== SOURCE DATA

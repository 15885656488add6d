//! Recursive JSON log sanitizer. Keyword list grounded on
//! `tools/log_sanitizer.py`; generalized from the teacher's flat string
//! matchers to recurse into nested objects/arrays.

use serde_json::Value;

const SENSITIVE_KEYWORDS: &[&str] = &[
    "password", "passwd", "secret", "token", "api_key", "apikey", "auth", "credential",
    "private", "access_key", "session_id",
];

pub fn is_sensitive_key(key: &str) -> bool {
    let lower = key.to_lowercase();
    SENSITIVE_KEYWORDS.iter().any(|kw| lower.contains(kw))
}

pub fn mask_value(value: &str) -> String {
    if value.len() > 6 {
        format!("{}***{}", &value[..3], &value[value.len() - 3..])
    } else {
        "***".to_string()
    }
}

/// Recursively sanitizes a JSON value, masking string values whose key
/// matches a sensitive keyword.
pub fn sanitize(value: &Value) -> Value {
    match value {
        Value::Object(map) => {
            let mut out = serde_json::Map::with_capacity(map.len());
            for (k, v) in map {
                if is_sensitive_key(k) {
                    out.insert(k.clone(), Value::String(mask_scalar(v)));
                } else {
                    out.insert(k.clone(), sanitize(v));
                }
            }
            Value::Object(out)
        }
        Value::Array(items) => Value::Array(items.iter().map(sanitize).collect()),
        other => other.clone(),
    }
}

fn mask_scalar(v: &Value) -> String {
    match v {
        Value::String(s) => mask_value(s),
        other => mask_value(&other.to_string()),
    }
}

#[cfg(test)]
mod tests {
    use super::*;
    use serde_json::json;

    #[test]
    fn masks_nested_sensitive_key() {
        let input = json!({ "user": "alice", "credentials": { "api_key": "sk-abcdef123456" } });
        let out = sanitize(&input);
        assert_eq!(out["user"], "alice");
        assert_eq!(out["credentials"]["api_key"], "sk-***456");
    }

    #[test]
    fn masks_short_value_fully() {
        assert_eq!(mask_value("ab"), "***");
    }
}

====

AIM OF THE TASK: Only the lines above starting at the one containing "teacher's flat string" and ending at the one containing "pub fn mask_value(value: &str)", both included, are to be returned, exactly as they read.

OUTPUT BELOW:
//! `tools/log_sanitizer.py`; generalized from the teacher's flat string
//! matchers to recurse into nested objects/arrays.

use serde_json::Value;

const SENSITIVE_KEYWORDS: &[&str] = &[
    "password", "passwd", "secret", "token", "api_key", "apikey", "auth", "credential",
    "private", "access_key", "session_id",
];

pub fn is_sensitive_key(key: &str) -> bool {
    let lower = key.to_lowercase();
    SENSITIVE_KEYWORDS.iter().any(|kw| lower.contains(kw))
}

pub fn mask_value(value: &str) -> String {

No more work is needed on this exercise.